# [DATA EXCERPTS]
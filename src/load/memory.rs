use std::sync::Arc;
use std::sync::atomic::{AtomicBool, AtomicU64, AtomicUsize, Ordering};
use std::thread::{self, JoinHandle};
use std::time::Duration;

use tracing::{debug, info, warn};

use super::intensity::Intensity;

const MB: u64 = 1024 * 1024;

/// Ceiling for memory load, in bytes.
#[derive(Clone, Copy, Debug, PartialEq, Eq)]
pub struct MemoryBudget {
    bytes: u64,
}

impl MemoryBudget {
    pub fn from_bytes(bytes: u64) -> Self {
        Self { bytes }
    }

    /// `fraction` of `allowed_bytes`, with `fraction` clamped to `0.0..=1.0`.
    pub fn from_allowed(allowed_bytes: u64, fraction: f64) -> Self {
        let fraction = if fraction.is_finite() {
            fraction.clamp(0.0, 1.0)
        } else {
            0.0
        };
        Self {
            bytes: (allowed_bytes as f64 * fraction) as u64,
        }
    }

    pub fn bytes(&self) -> u64 {
        self.bytes
    }

    pub fn target(&self, intensity: Intensity) -> u64 {
        (u128::from(self.bytes) * u128::from(intensity.value()) / 100) as u64
    }
}

/// Block-wise memory load.
///
/// One filler thread owns the blocks while it runs and hands them back
/// through its join handle, so the block list only ever has one writer.
pub struct MemoryLoad {
    budget: MemoryBudget,
    block_size: usize,
    pause: Duration,
    allocated: Arc<AtomicU64>,
    blocks: Arc<AtomicUsize>,
    filling: Arc<AtomicBool>,
    fill: Option<Fill>,
}

struct Fill {
    cancel: Arc<AtomicBool>,
    handle: JoinHandle<Vec<Vec<u8>>>,
}

impl MemoryLoad {
    pub fn new(budget: MemoryBudget, block_size: usize, pause: Duration) -> Self {
        Self {
            budget,
            block_size: block_size.max(1),
            pause,
            allocated: Arc::new(AtomicU64::new(0)),
            blocks: Arc::new(AtomicUsize::new(0)),
            filling: Arc::new(AtomicBool::new(false)),
            fill: None,
        }
    }

    pub fn budget(&self) -> MemoryBudget {
        self.budget
    }

    /// Releases whatever is held and starts filling toward the target for
    /// `intensity`.
    pub fn apply(&mut self, intensity: Intensity) {
        self.stop();

        let target = self.budget.target(intensity);
        if target == 0 {
            return;
        }

        let cancel = Arc::new(AtomicBool::new(false));
        let filler = Filler {
            target,
            block_size: self.block_size,
            pause: self.pause,
            cancel: Arc::clone(&cancel),
            allocated: Arc::clone(&self.allocated),
            blocks: Arc::clone(&self.blocks),
            filling: Arc::clone(&self.filling),
        };
        self.filling.store(true, Ordering::Release);
        match thread::Builder::new()
            .name("envload-mem".to_string())
            .spawn(move || filler.run())
        {
            Ok(handle) => {
                debug!(target_bytes = target, %intensity, "memory fill started");
                self.fill = Some(Fill { cancel, handle });
            }
            Err(err) => {
                self.filling.store(false, Ordering::Release);
                warn!(error = %err, "failed to spawn memory filler");
            }
        }
    }

    /// Cancels an in-progress fill and frees every block.
    pub fn stop(&mut self) {
        let Some(fill) = self.fill.take() else {
            return;
        };
        fill.cancel.store(true, Ordering::Release);
        let blocks = match fill.handle.join() {
            Ok(blocks) => blocks,
            Err(_) => {
                warn!("memory filler panicked");
                Vec::new()
            }
        };
        let freed = self.allocated.swap(0, Ordering::AcqRel);
        self.blocks.store(0, Ordering::Release);
        self.filling.store(false, Ordering::Release);
        drop(blocks);
        debug!(freed_bytes = freed, "memory released");
    }

    pub fn allocated_bytes(&self) -> u64 {
        self.allocated.load(Ordering::Acquire)
    }

    pub fn tracked_allocations(&self) -> usize {
        self.blocks.load(Ordering::Acquire)
    }

    /// True while the filler is still working toward its target.
    pub fn is_filling(&self) -> bool {
        self.filling.load(Ordering::Acquire)
    }
}

impl Drop for MemoryLoad {
    fn drop(&mut self) {
        self.stop();
    }
}

struct Filler {
    target: u64,
    block_size: usize,
    pause: Duration,
    cancel: Arc<AtomicBool>,
    allocated: Arc<AtomicU64>,
    blocks: Arc<AtomicUsize>,
    filling: Arc<AtomicBool>,
}

impl Filler {
    fn run(self) -> Vec<Vec<u8>> {
        let mut held: Vec<Vec<u8>> = Vec::new();
        let mut total = 0u64;

        while total < self.target && !self.cancel.load(Ordering::Acquire) {
            let len = (self.target - total).min(self.block_size as u64) as usize;
            let mut block = Vec::new();
            if let Err(err) = block.try_reserve_exact(len) {
                warn!(
                    allocated_mb = total / MB,
                    requested = len,
                    error = %err,
                    "allocation failed, keeping partial load"
                );
                break;
            }
            // Writing every byte makes the OS commit the pages.
            block.resize(len, fill_byte(held.len()));
            held.push(block);
            total += len as u64;

            self.allocated.store(total, Ordering::Release);
            self.blocks.store(held.len(), Ordering::Release);
            debug!(allocated_mb = total / MB, blocks = held.len(), "block allocated");

            if !self.pause.is_zero() {
                thread::sleep(self.pause);
            }
        }

        if total >= self.target {
            info!(allocated_mb = total / MB, blocks = held.len(), "memory target reached");
        }
        self.filling.store(false, Ordering::Release);
        held
    }
}

fn fill_byte(index: usize) -> u8 {
    (index as u8).wrapping_mul(31) | 1
}

#[cfg(test)]
mod tests {
    use super::*;

    #[test]
    fn budget_target_scales_with_intensity() {
        let budget = MemoryBudget::from_bytes(1000);
        assert_eq!(budget.target(Intensity::new(50)), 500);
        assert_eq!(budget.target(Intensity::MAX), 1000);
        assert_eq!(budget.target(Intensity::ZERO), 0);
    }

    #[test]
    fn budget_fraction_is_clamped() {
        assert_eq!(MemoryBudget::from_allowed(1000, 0.8).bytes(), 800);
        assert_eq!(MemoryBudget::from_allowed(1000, 3.0).bytes(), 1000);
        assert_eq!(MemoryBudget::from_allowed(1000, f64::NAN).bytes(), 0);
    }

    #[test]
    fn fill_byte_is_never_zero() {
        assert!((0..1024).all(|i| fill_byte(i) != 0));
    }
}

# [WHAT IS REQUIRED]
Read through the data and copy every line where "AtomicUsize" shows up.

# [WRITTEN RESPONSE]
use std::sync::atomic::{AtomicBool, AtomicU64, AtomicUsize, Ordering};
    blocks: Arc<AtomicUsize>,
            blocks: Arc::new(AtomicUsize::new(0)),
    blocks: Arc<AtomicUsize>,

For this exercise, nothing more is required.